*WHAT YOU WILL DO:* Below are some entries. Copy each line that holds the string "layer".

*ENTRIES SUPPLIED:*

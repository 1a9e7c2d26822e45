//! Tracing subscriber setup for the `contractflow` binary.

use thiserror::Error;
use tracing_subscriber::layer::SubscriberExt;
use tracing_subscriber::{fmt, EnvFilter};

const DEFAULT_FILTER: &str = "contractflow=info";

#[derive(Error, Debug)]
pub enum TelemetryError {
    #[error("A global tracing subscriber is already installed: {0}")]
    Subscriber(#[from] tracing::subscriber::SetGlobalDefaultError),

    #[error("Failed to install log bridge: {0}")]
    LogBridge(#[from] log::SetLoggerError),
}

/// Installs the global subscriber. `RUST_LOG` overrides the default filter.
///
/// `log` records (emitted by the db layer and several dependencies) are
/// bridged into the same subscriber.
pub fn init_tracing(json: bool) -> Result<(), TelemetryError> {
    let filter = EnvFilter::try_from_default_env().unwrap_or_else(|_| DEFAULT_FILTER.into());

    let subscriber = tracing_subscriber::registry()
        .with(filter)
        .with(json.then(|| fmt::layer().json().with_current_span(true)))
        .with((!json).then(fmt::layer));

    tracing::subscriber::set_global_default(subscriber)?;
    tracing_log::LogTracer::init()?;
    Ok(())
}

*TASK RESPONSE:*
use tracing_subscriber::layer::SubscriberExt;
/// `log` records (emitted by the db layer and several dependencies) are
        .with(json.then(|| fmt::layer().json().with_current_span(true)))
        .with((!json).then(fmt::layer));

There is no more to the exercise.